Paradoxically, the marketplace conditions that drew talented men and women to write for the Restoration stage eventually decimated the profession. The duopoly may have affiliated the theatre closely with a theatre-loving monarch and his court – surely one of its great lures – but its underlying principle of scarcity decimated slots for new work. Technologically advanced stagecraft and exquisite playhouses bedazzled playwrights who wanted their scripts embellished by the lavishness of which baroque playhouses were capable, but that same opulence gutted company budgets that could have been spent on new play development.
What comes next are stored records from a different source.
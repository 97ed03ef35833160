use thiserror::Error;

pub type CliResult<T> = Result<T, CliError>;

#[derive(Error, Debug)]
pub enum CliError {
    #[error("YAML parsing error: {0}")]
    Yaml(#[from] serde_yaml::Error),

    #[error("JSON error: {0}")]
    Json(#[from] serde_json::Error),

    #[error("Invalid fingerprint: {0}")]
    InvalidFingerprint(#[from] ccadb_data::RecordError),

    #[error("Invalid configuration: {0}")]
    InvalidConfig(String),

    #[error("Logger could not be initialized: {0}")]
    Logging(String),
}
Most disheartening of all, the acting companies cynically counted on the cultural authority of their enterprise in the expectation that writers, desperate to see their scripts produced, would endure miserable working conditions. In the early years, many did; by the end of the period, few were willing. Outcomes, of course, are never known in advance, nor are the accidental byproducts of our choices. One of the supreme ironies of the late seventeenth-century English stage is that the twinned principles of scarcity and lavishness that were to diminish playwriting had the unexpected effect of transforming actors from scoundrels into celebrities, as the final chapter explores.